About a Few Great Bakeries

Bakeries are popular places. They smell great. They are full of wonderful things to eat, from crusty breads to gooey and sweet treats. And they often become neighborhood meeting places, where bakers work hard and where people often leave with good feelings as well as fresh baked goods.

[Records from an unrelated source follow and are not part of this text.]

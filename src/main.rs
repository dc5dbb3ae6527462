use std::process::ExitCode;

#[tokio::main]
async fn main() -> ExitCode {
    madrecon::cli::main_entry().await
}
//! End-to-end recon runs against stand-in tools
//!
//! Covers the documented scenarios: a full run, single-tool mode, a single worker
//! slot, a missing binary, and an invalid thread count, plus output overwriting
//! and failure isolation.
//!
//! Every test is `#[serial]`: the built-in tool run changes `PATH`, which every
//! other spawn in this binary reads.

#![cfg(unix)]

mod common;

use common::{
    PathGuard, TARGET, config_with_tools, file_names, install_script, missing_tool, read,
    stand_in,
};
use madrecon::registry::{HTTPX, WAYBACK};
use madrecon::{Dispatcher, Outcome, RunConfig, ToolRegistry, run, run_with};
use serial_test::serial;
use std::time::Duration;

const WAYBACK_SCRIPT: &str = "echo https://{target}/a; echo https://{target}/b";
const HTTPX_SCRIPT: &str = "echo 'https://{target} [200]'";

#[tokio::test]
#[serial]
async fn full_run_writes_one_file_per_tool() {
    let temp = tempfile::tempdir().unwrap();
    let out = temp.path().join("recon_output");
    let config = config_with_tools(
        &out,
        vec![
            stand_in(WAYBACK, WAYBACK_SCRIPT),
            stand_in(HTTPX, HTTPX_SCRIPT),
        ],
    );

    let report = run(&config).await.unwrap();

    assert_eq!(report.tasks.len(), 2);
    assert!(report.all_succeeded());
    assert_eq!(
        file_names(&out),
        vec!["httpx_example.com.txt", "wayback_example.com.txt"]
    );
    assert_eq!(
        read(&out.join("wayback_example.com.txt")),
        "https://example.com/a\nhttps://example.com/b\n"
    );
    assert_eq!(
        read(&out.join("httpx_example.com.txt")),
        "https://example.com [200]\n"
    );
    assert_eq!(report.tasks[WAYBACK].bytes_written, 44);
}

#[tokio::test]
#[serial]
async fn tools_start_together_when_slots_allow() {
    let temp = tempfile::tempdir().unwrap();
    let config = config_with_tools(
        temp.path(),
        vec![
            stand_in(WAYBACK, "sleep 0.3"),
            stand_in(HTTPX, "sleep 0.3"),
        ],
    );

    let report = run(&config).await.unwrap();

    assert!(report.all_succeeded());
    assert_eq!(report.peak_concurrency, 2);
}

#[tokio::test]
#[serial]
async fn wayback_only_never_invokes_httpx() {
    let temp = tempfile::tempdir().unwrap();
    let marker = temp.path().join("httpx-was-run");
    let mut config = config_with_tools(
        temp.path(),
        vec![
            stand_in(WAYBACK, WAYBACK_SCRIPT),
            stand_in(HTTPX, &format!("touch {}", marker.display())),
        ],
    );
    config.selected_tasks = vec![WAYBACK.to_string()];

    let report = run(&config).await.unwrap();

    assert_eq!(report.tasks.len(), 1);
    assert_eq!(report.outcome(WAYBACK), Some(&Outcome::Success));
    assert_eq!(file_names(temp.path()), vec!["wayback_example.com.txt"]);
    assert!(!marker.exists());
}

#[tokio::test]
#[serial]
async fn single_thread_runs_tools_sequentially() {
    let temp = tempfile::tempdir().unwrap();
    let mut config = config_with_tools(
        temp.path(),
        vec![
            stand_in(WAYBACK, "sleep 0.2; echo done"),
            stand_in(HTTPX, "sleep 0.2; echo done"),
        ],
    );
    config.thread_count = 1;

    let report = run(&config).await.unwrap();

    assert!(report.all_succeeded());
    assert_eq!(report.peak_concurrency, 1);
    assert!(temp.path().join("wayback_example.com.txt").exists());
    assert!(temp.path().join("httpx_example.com.txt").exists());
}

#[tokio::test]
#[serial]
async fn missing_httpx_does_not_affect_wayback() {
    let temp = tempfile::tempdir().unwrap();
    let config = config_with_tools(
        temp.path(),
        vec![stand_in(WAYBACK, WAYBACK_SCRIPT), missing_tool(HTTPX)],
    );

    let report = tokio::time::timeout(Duration::from_secs(10), run(&config))
        .await
        .expect("run must not hang on a missing binary")
        .unwrap();

    assert_eq!(report.outcome(HTTPX), Some(&Outcome::ToolNotFound));
    assert_eq!(report.outcome(WAYBACK), Some(&Outcome::Success));
    assert_eq!(
        read(&temp.path().join("wayback_example.com.txt")),
        "https://example.com/a\nhttps://example.com/b\n"
    );
}

#[tokio::test]
#[serial]
async fn missing_binary_detected_without_precheck() {
    let temp = tempfile::tempdir().unwrap();
    let mut config = config_with_tools(
        temp.path(),
        vec![stand_in(WAYBACK, WAYBACK_SCRIPT), missing_tool(HTTPX)],
    );
    config.precheck_tools = false;

    let report = run(&config).await.unwrap();

    assert_eq!(report.outcome(HTTPX), Some(&Outcome::ToolNotFound));
    assert_eq!(report.outcome(WAYBACK), Some(&Outcome::Success));
}

#[tokio::test]
#[serial]
async fn zero_threads_is_rejected_before_anything_runs() {
    let temp = tempfile::tempdir().unwrap();
    let out = temp.path().join("recon_output");
    let mut config = config_with_tools(
        &out,
        vec![
            stand_in(WAYBACK, WAYBACK_SCRIPT),
            stand_in(HTTPX, HTTPX_SCRIPT),
        ],
    );
    config.thread_count = 0;

    let err = run(&config).await.unwrap_err();

    assert!(err.is_config());
    assert!(!out.exists());
}

#[tokio::test]
#[serial]
async fn unknown_selection_is_a_configuration_error() {
    let temp = tempfile::tempdir().unwrap();
    let out = temp.path().join("recon_output");
    let mut config = config_with_tools(&out, vec![]);
    config.selected_tasks = vec!["nmap".to_string()];

    let err = run(&config).await.unwrap_err();

    assert!(err.is_config());
    assert!(!out.exists());
}

#[tokio::test]
#[serial]
async fn rerun_overwrites_previous_output() {
    let temp = tempfile::tempdir().unwrap();
    let config = config_with_tools(
        temp.path(),
        vec![
            stand_in(WAYBACK, WAYBACK_SCRIPT),
            stand_in(HTTPX, HTTPX_SCRIPT),
        ],
    );

    run(&config).await.unwrap();
    let first_wayback = read(&temp.path().join("wayback_example.com.txt"));
    let first_httpx = read(&temp.path().join("httpx_example.com.txt"));

    run(&config).await.unwrap();

    assert_eq!(read(&temp.path().join("wayback_example.com.txt")), first_wayback);
    assert_eq!(read(&temp.path().join("httpx_example.com.txt")), first_httpx);
}

#[tokio::test]
#[serial]
async fn failing_tool_is_isolated() {
    let temp = tempfile::tempdir().unwrap();
    let config = config_with_tools(
        temp.path(),
        vec![
            stand_in(WAYBACK, "echo partial; exit 7"),
            stand_in(HTTPX, "sleep 0.2; echo alive"),
        ],
    );

    let report = run(&config).await.unwrap();

    match report.outcome(WAYBACK) {
        Some(Outcome::Failed { reason }) => assert!(reason.contains("status 7"), "{reason}"),
        other => panic!("expected wayback to fail, got {other:?}"),
    }
    assert_eq!(report.outcome(HTTPX), Some(&Outcome::Success));
    assert_eq!(read(&temp.path().join("httpx_example.com.txt")), "alive\n");
    assert_eq!(read(&temp.path().join("wayback_example.com.txt")), "partial\n");
}

#[tokio::test]
#[serial]
async fn headers_reach_tools_that_accept_them() {
    let temp = tempfile::tempdir().unwrap();
    let mut httpx = stand_in(HTTPX, r#"printf '%s|' "$@"; printf '%s' "$MADRECON_HEADERS""#);
    httpx.header_flag = Some("-H".to_string());
    let mut config = config_with_tools(temp.path(), vec![httpx]);
    config.selected_tasks = vec![HTTPX.to_string()];
    config.headers = vec!["X-A: 1".to_string(), "X-B: 2".to_string()];

    let report = run(&config).await.unwrap();

    assert!(report.all_succeeded());
    // sh -c assigns the first extra argument to $0, the rest to "$@"
    assert_eq!(
        read(&temp.path().join("httpx_example.com.txt")),
        "X-A: 1|-H|X-B: 2|X-A: 1\nX-B: 2"
    );
}

#[tokio::test]
#[serial]
async fn many_tools_respect_the_thread_limit() {
    let temp = tempfile::tempdir().unwrap();
    let tools = (0..8)
        .map(|i| stand_in(&format!("tool{i}"), "sleep 0.1; echo {target}"))
        .collect();
    let mut config = config_with_tools(temp.path(), tools);
    config.thread_count = 3;
    config.selected_tasks = (0..8).map(|i| format!("tool{i}")).collect();

    let registry = ToolRegistry::from_config(&config.tools);
    let dispatcher = Dispatcher::for_config(&config);
    let report = run_with(&config, &registry, &dispatcher).await.unwrap();

    assert_eq!(report.tasks.len(), 8);
    assert!(report.all_succeeded());
    assert!(report.peak_concurrency <= 3);
    for i in 0..8 {
        assert_eq!(
            read(&temp.path().join(format!("tool{i}_{TARGET}.txt"))),
            "example.com\n"
        );
    }
}

#[tokio::test]
#[serial]
async fn builtin_tools_are_found_on_path() {
    let temp = tempfile::tempdir().unwrap();
    let bin = temp.path().join("bin");
    std::fs::create_dir(&bin).unwrap();
    install_script(&bin, "waybackurls", r#"echo "https://$1/archived""#);
    install_script(&bin, "httpx", r#"printf '%s|' "$@""#);
    let out = temp.path().join("recon_output");
    let config = RunConfig {
        output_dir: out.clone(),
        headers: vec!["X-Test: 1".to_string()],
        ..RunConfig::new(TARGET)
    };

    let report = {
        let _path = PathGuard::prepend(&bin);
        run(&config).await.unwrap()
    };

    assert!(report.all_succeeded(), "{:?}", report.tasks);
    assert_eq!(
        read(&out.join("wayback_example.com.txt")),
        "https://example.com/archived\n"
    );
    assert_eq!(
        read(&out.join("httpx_example.com.txt")),
        "-u|example.com|-silent|-status-code|-follow-redirects|-H|X-Test: 1|"
    );
}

In this documentary, we celebrate A Few Great Bakeries across America, never claiming that this is a list of “Best Bakeries” but rather just a few warm ones worth checking out.

We look at a simple Italian bread bakery that’s been a beloved spot in Syracuse, New York, since it opened in 1895. Called the Columbus Baking Company, it is now owned and run by Jimmy Retzos and his family, and their various daily-made loaves are golden brown and delicious in several different shapes.

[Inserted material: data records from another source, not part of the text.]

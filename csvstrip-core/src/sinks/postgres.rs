// csvstrip-core/src/sinks/postgres.rs
//! PostgreSQL-backed implementation of the `RecordStore`.
//! Applies one parameterized update per redacted field.

use anyhow::{Context, Result};
use async_trait::async_trait;
use log::{debug, info};
use sqlx::postgres::{PgPool, PgPoolOptions};
use std::time::Duration;

use crate::config::DEFAULT_UPDATE_STATEMENT;
use crate::errors::StripError;
use crate::redacted_field::RedactedField;
use crate::sinks::forwarder::RecordStore;

const CONNECT_TIMEOUT: Duration = Duration::from_secs(10);

pub struct PgRecordStore {
    pool: PgPool,
    statement: String,
}

impl PgRecordStore {
    /// Connects to `dsn`. A failed connection is fatal for the run.
    pub async fn connect(dsn: &str, statement: Option<&str>) -> Result<Self, StripError> {
        debug!("Connecting to database sink");
        // A single connection keeps updates strictly sequential.
        let pool = PgPoolOptions::new()
            .max_connections(1)
            .acquire_timeout(CONNECT_TIMEOUT)
            .connect(dsn)
            .await
            .map_err(|e| StripError::SinkConnection(mask_dsn(dsn), e))?;
        info!("Connected to database sink {}", mask_dsn(dsn));

        Ok(Self::with_pool(pool, statement.unwrap_or(DEFAULT_UPDATE_STATEMENT)))
    }

    pub fn with_pool(pool: PgPool, statement: &str) -> Self {
        Self {
            pool,
            statement: statement.to_string(),
        }
    }
}

#[async_trait]
impl RecordStore for PgRecordStore {
    fn name(&self) -> &str {
        "postgres"
    }

    async fn update(&self, field: &RedactedField) -> Result<u64> {
        let key = i64::try_from(field.line_number)
            .with_context(|| format!("Line number {} does not fit a bigint key", field.line_number))?;
        let result = sqlx::query(&self.statement)
            .bind(field.text())
            .bind(key)
            .execute(&self.pool)
            .await
            .with_context(|| format!("Update failed for line {}", field.line_number))?;
        Ok(result.rows_affected())
    }
}

/// Strips the password from a connection URL for logging.
pub fn mask_dsn(dsn: &str) -> String {
    let Some((scheme, rest)) = dsn.split_once("://") else {
        return dsn.to_string();
    };
    match rest.rsplit_once('@') {
        Some((credentials, host)) => {
            let user = credentials.split(':').next().unwrap_or_default();
            format!("{}://{}:***@{}", scheme, user, host)
        }
        None => dsn.to_string(),
    }
}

On Martha’s Vineyard, at Orange Peel Bakery, Julie Vanderhoop and her assistants make beautiful biscuits, breads, cookies and such in a wood-fired oven. On Wednesday evenings, that oven also gets heated up for Pizza Night, a community event when everyone is encouraged to bring their own toppings.

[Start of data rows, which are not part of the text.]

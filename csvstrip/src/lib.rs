// csvstrip/src/lib.rs
//! # csvstrip CLI Application
//!
//! This crate provides the command-line front end for `csvstrip-core`:
//! argument parsing, config loading, logging setup, file I/O and sink wiring.

pub mod cli;
pub mod commands;
pub mod logger;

At Minerva Bakery in McKeesport, Pennsylvania, the Monezis family has been supplying their neighbors with many sorts of quality fresh items, from Eastern European paska bread to iced coffee-cakes and cream-filled ladylocks, since 1923.

But even an unusual bakery like Mahoroba Japanese Bakery in Sacramento, California, founded in 2009, can quickly become a popular spot for yummy foods—savory as well as sweet—and for getting together with friends over coffee and a Kobe cream pastry.

In Lafayette, Indiana, at Mama Ines Mexican Bakery, we find churros and tres leches cakes and many other Mexican favorites, and, as you would south of the border, you help yourself with tongs and a tray to all the goodies that you want to buy.

We visit the Standard Baking Company in Portland, Maine, founded twenty years ago by Matt James and Alison Pray who were inspired by bakeries in France. Their bakers are renowned for crunchy baguettes, naturally yeasted breads and some tasty Morning Buns.

At Sluy’s Bakery in Poulsbo, Washington, you can choose any number of donuts and cakes from the counters, but the bakers here make a cinnamon roll filled with cream cheese icing that they call a “Viking Cup.” It’s worth the trip to Poulsbo.

Sometimes a bakery can be founded on the strength of one single product like Rhonda Jones’s rum cake. In Durham, North Carolina, Rhonda has created a mobile business called Chez Moi Bakery that’s a food truck—she often calls it a “dessert truck” — moving around town, selling slices of her homemade specialty.

In Juneau, Alaska, the Silverbow Bakery traces its history back to the 1890s, making this the oldest bakery in the state. Owner and manager Jill Ramiel and her staff make and sell classic boiled-then-baked New-York-style bagels, turning this place a popular breakfast spot.

We also stop in Missoula, Montana, where Christine Littig now owns the much loved business called Bernice’s Bakery. The staff here creates and decorates many baked goods, while the front of the house attracts a regular morning crowd and a busy lunchtime clientele.

All of these places seem connected by early mornings, long hours of hard work, delicious products and customers who love them. We happily celebrate these few bakeries and hope that everyone will be inspired to look for more great ones all across America.